**Record excerpts**
>>>>
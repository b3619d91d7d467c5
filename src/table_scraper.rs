use std::path::PathBuf;

use log::{error, info};
use scraper::{ElementRef, Html, Selector};
use url::Url;

use crate::{requests::Session, scrape_error::ScrapeError, text_manipulators::extract_text};

const RESULTS_TABLE_SELECTOR: &str = "table.table_results";

#[derive(Debug, Clone, PartialEq, Eq)]
pub struct TableRow {
    pub id: String,
    pub name: String,
}

/// Turns the trimmed text of one data row's `<td>` cells into a record.
/// Returning `None` drops the row.
pub type RowExtractor = fn(&[String]) -> Option<TableRow>;

/// Reads the last two cells as `(id, name)`, whatever checkbox or action
/// columns come before them. Rows with fewer than three cells, or with an
/// empty id or name, are dropped.
pub fn trailing_id_name(cells: &[String]) -> Option<TableRow> {
    let [.., id, name] = cells else {
        return None;
    };
    if cells.len() < 3 || id.is_empty() || name.is_empty() {
        return None;
    }
    Some(TableRow {
        id: id.clone(),
        name: name.clone(),
    })
}

#[derive(Debug)]
pub struct TableScraper {
    pub base_url: Url,
    pub debug_page_path: PathBuf,
    pub extractor: RowExtractor,
}

impl TableScraper {
    pub fn new(base_url: Url, debug_page_path: PathBuf) -> Self {
        Self {
            base_url,
            debug_page_path,
            extractor: trailing_id_name,
        }
    }

    pub fn with_extractor(mut self, extractor: RowExtractor) -> Self {
        self.extractor = extractor;
        self
    }

    /// First page of `database`.`table`, in document order.
    ///
    /// Never fails: anything that goes wrong is logged and yields no rows.
    pub async fn fetch_table(
        &self,
        session: &Session,
        database: &str,
        table: &str,
    ) -> Vec<TableRow> {
        match self.try_fetch_table(session, database, table).await {
            Ok(rows) => rows,
            Err(e) => {
                error!("Failed to fetch or parse data: {e}");
                vec![]
            }
        }
    }

    async fn try_fetch_table(
        &self,
        session: &Session,
        database: &str,
        table: &str,
    ) -> Result<Vec<TableRow>, ScrapeError> {
        let url = table_url(&self.base_url, database, table)?;
        println!("\n[5] Fetching data from: {url}");

        let html = session.fetch_url_body(url).await?;
        match parse_results_table(&html, self.extractor) {
            Some(rows) => {
                info!("found {} rows in {database}.{table}", rows.len());
                Ok(rows)
            }
            None => {
                let path = self.debug_page_path.clone();
                if let Err(source) = tokio::fs::write(&path, &html).await {
                    return Err(ScrapeError::DebugPage { path, source });
                }
                Err(ScrapeError::ResultsTableNotFound { path })
            }
        }
    }
}

/// `<base>/index.php?route=/sql&db=..&table=..&pos=0`, relative to `base`
/// the way a browser resolves a link on the login page.
pub fn table_url(base: &Url, database: &str, table: &str) -> Result<Url, url::ParseError> {
    let mut url = base.join("index.php")?;
    url.query_pairs_mut()
        .append_pair("route", "/sql")
        .append_pair("db", database)
        .append_pair("table", table)
        .append_pair("pos", "0");
    Ok(url)
}

/// Rows of the results table, or `None` when the page has no results table.
pub fn parse_results_table(html: &str, extractor: RowExtractor) -> Option<Vec<TableRow>> {
    let document = Html::parse_document(html);
    let table_selector = Selector::parse(RESULTS_TABLE_SELECTOR).unwrap();
    let row_selector = Selector::parse("tr").unwrap();

    let results_table = document.select(&table_selector).next()?;
    let rows = results_table
        .select(&row_selector)
        .filter(|row| !is_header_row(*row))
        .filter_map(|row| extractor(&data_cells(row)))
        .collect();
    Some(rows)
}

fn is_header_row(row: ElementRef) -> bool {
    let header_selector = Selector::parse("th").unwrap();
    row.select(&header_selector).next().is_some()
}

fn data_cells(row: ElementRef) -> Vec<String> {
    let cell_selector = Selector::parse("td").unwrap();
    row.select(&cell_selector).map(extract_text).collect()
}

#[cfg(test)]
mod tests {
    use super::*;
    use pretty_assertions::assert_eq;

    fn cells(values: &[&str]) -> Vec<String> {
        values.iter().map(|v| v.to_string()).collect()
    }

    fn row(id: &str, name: &str) -> TableRow {
        TableRow {
            id: id.to_string(),
            name: name.to_string(),
        }
    }

    const RESULTS_PAGE: &str = r#"
        <html><body>
        <table class="table table-striped table_results data">
          <thead>
            <tr><th></th><th>id</th><th>name</th></tr>
          </thead>
          <tbody>
            <tr><td><input type="checkbox"></td><td> 1 </td><td>Alice</td></tr>
            <tr><td><input type="checkbox"></td><td>2</td><td>Bob</td></tr>
          </tbody>
        </table>
        </body></html>
    "#;

    #[test]
    fn takes_last_two_cells_after_leading_columns() {
        assert_eq!(
            trailing_id_name(&cells(&["", "Edit", "Delete", "7", "Carol"])),
            Some(row("7", "Carol"))
        );
    }

    #[test]
    fn rows_with_fewer_than_three_cells_are_dropped() {
        assert_eq!(trailing_id_name(&cells(&["1", "Alice"])), None);
        assert_eq!(trailing_id_name(&cells(&["Alice"])), None);
        assert_eq!(trailing_id_name(&[]), None);
    }

    #[test]
    fn rows_with_empty_id_or_name_are_dropped() {
        assert_eq!(trailing_id_name(&cells(&["", "", ""])), None);
        assert_eq!(trailing_id_name(&cells(&["", "3", ""])), None);
        assert_eq!(trailing_id_name(&cells(&["", "", "Dave"])), None);
    }

    #[test]
    fn parses_data_rows_in_document_order_and_skips_header() {
        assert_eq!(
            parse_results_table(RESULTS_PAGE, trailing_id_name),
            Some(vec![row("1", "Alice"), row("2", "Bob")])
        );
    }

    #[test]
    fn whitespace_only_cells_are_dropped() {
        let html = r#"
            <table class="table_results">
              <tr><td>x</td><td>   </td><td>
              </td></tr>
              <tr><td>x</td><td>3</td><td>Eve</td></tr>
              <tr><td>x</td><td>3</td><td>Eve</td></tr>
            </table>
        "#;
        assert_eq!(
            parse_results_table(html, trailing_id_name),
            Some(vec![row("3", "Eve"), row("3", "Eve")])
        );
    }

    #[test]
    fn page_without_results_table_yields_none() {
        let html = r#"<table class="other"><tr><td>a</td><td>1</td><td>b</td></tr></table>"#;
        assert_eq!(parse_results_table(html, trailing_id_name), None);
    }

    #[test]
    fn extractor_can_be_swapped() {
        fn leading_id_name(cells: &[String]) -> Option<TableRow> {
            match cells {
                [_, id, name, ..] => Some(row(id, name)),
                _ => None,
            }
        }
        let html = r#"
            <table class="table_results">
              <tr><td>chk</td><td>9</td><td>Zed</td><td>extra</td></tr>
            </table>
        "#;
        assert_eq!(
            parse_results_table(html, leading_id_name),
            Some(vec![row("9", "Zed")])
        );
    }

    #[test]
    fn table_url_resolves_against_login_directory() {
        let base = Url::parse("http://db.example.com/phpmyadmin/").unwrap();
        let url = table_url(&base, "testDB", "users").unwrap();
        assert_eq!(url.path(), "/phpmyadmin/index.php");
        let pairs: Vec<(String, String)> = url.query_pairs().into_owned().collect();
        assert_eq!(
            pairs,
            vec![
                ("route".to_string(), "/sql".to_string()),
                ("db".to_string(), "testDB".to_string()),
                ("table".to_string(), "users".to_string()),
                ("pos".to_string(), "0".to_string()),
            ]
        );
    }
}
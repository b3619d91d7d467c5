use scraper::ElementRef;

/// All text beneath `node`, each fragment trimmed and blank ones dropped,
/// joined by single spaces.
pub fn extract_text(node: ElementRef) -> String {
    node.text()
        .flat_map(str::split_whitespace)
        .collect::<Vec<_>>()
        .join(" ")
}

/// Value of the first `<input name="...">` matching `name`, if any.
pub fn input_value(document: &scraper::Html, name: &str) -> Option<String> {
    let selector = scraper::Selector::parse(&format!("input[name=\"{name}\"]")).ok()?;
    document
        .select(&selector)
        .next()
        .and_then(|input| input.value().attr("value"))
        .map(str::to_string)
}
use std::path::PathBuf;

use thiserror::Error;

#[derive(Debug, Error)]
pub enum ScrapeError {
    #[error("couldn't build table url: {0}")]
    InvalidUrl(#[from] url::ParseError),
    #[error("failed to fetch table page: {0}")]
    Transport(#[from] reqwest::Error),
    #[error("could not find the results table, see '{}'", path.display())]
    ResultsTableNotFound { path: PathBuf },
    #[error("could not find the results table and failed to write '{}': {source}", path.display())]
    DebugPage {
        path: PathBuf,
        source: std::io::Error,
    },
}
use crate::schema::{RAW_EVENTS_SCHEMA, RAW_SONGS_SCHEMA};
use crate::utils::arrow::batches_to_json;
use arrow::datatypes::Schema;
use arrow::json::ReaderBuilder;
use arrow::record_batch::RecordBatch;
use datafusion::datasource::MemTable;
use datafusion::prelude::*;
use serde_json::{Value, json};
use std::io::Cursor;
use std::sync::Arc;

/// Decodes JSON rows with `schema` into an in-memory frame.
pub fn frame(ctx: &SessionContext, schema: &Schema, rows: &[Value]) -> DataFrame {
    let schema = Arc::new(schema.clone());
    let mut buffer = Vec::new();
    for row in rows {
        serde_json::to_writer(&mut buffer, row).unwrap();
        buffer.push(b'\n');
    }

    let reader = ReaderBuilder::new(schema.clone())
        .build(Cursor::new(buffer))
        .unwrap();
    let batches: Vec<RecordBatch> = reader.collect::<Result<_, _>>().unwrap();
    let table = MemTable::try_new(schema, vec![batches]).unwrap();
    ctx.read_table(Arc::new(table)).unwrap()
}

pub fn songs_frame(ctx: &SessionContext, rows: &[Value]) -> DataFrame {
    frame(ctx, &RAW_SONGS_SCHEMA, rows)
}

pub fn events_frame(ctx: &SessionContext, rows: &[Value]) -> DataFrame {
    frame(ctx, &RAW_EVENTS_SCHEMA, rows)
}

pub async fn rows(df: DataFrame) -> Vec<Value> {
    batches_to_json(&df.collect().await.unwrap()).unwrap()
}

pub fn song(song_id: &str, title: &str, artist_id: &str, artist_name: &str, duration: f64) -> Value {
    json!({
        "song_id": song_id,
        "title": title,
        "artist_id": artist_id,
        "artist_name": artist_name,
        "artist_location": "",
        "artist_latitude": null,
        "artist_longitude": null,
        "duration": duration,
        "year": 2000,
        "num_songs": 1
    })
}

pub fn event(user_id: &str, ts: i64, page: &str) -> Value {
    json!({
        "artist": null,
        "auth": "Logged In",
        "firstName": "Walter",
        "gender": "M",
        "itemInSession": 0,
        "lastName": "Frye",
        "length": null,
        "level": "free",
        "location": "San Francisco-Oakland-Hayward, CA",
        "method": "GET",
        "page": page,
        "registration": 1540919166796.0,
        "sessionId": 38,
        "song": null,
        "status": 200,
        "ts": ts,
        "userAgent": "Mozilla/5.0",
        "userId": user_id
    })
}

pub fn play(user_id: &str, ts: i64, song: &str, artist: &str, length: f64) -> Value {
    let mut value = event(user_id, ts, "NextSong");
    value["song"] = json!(song);
    value["artist"] = json!(artist);
    value["length"] = json!(length);
    value["method"] = json!("PUT");
    value
}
<<<<
**Problem to solve**
Among the lines of the material, some contain the string "ElementRef". State how many, and nothing more.

**Response area**
5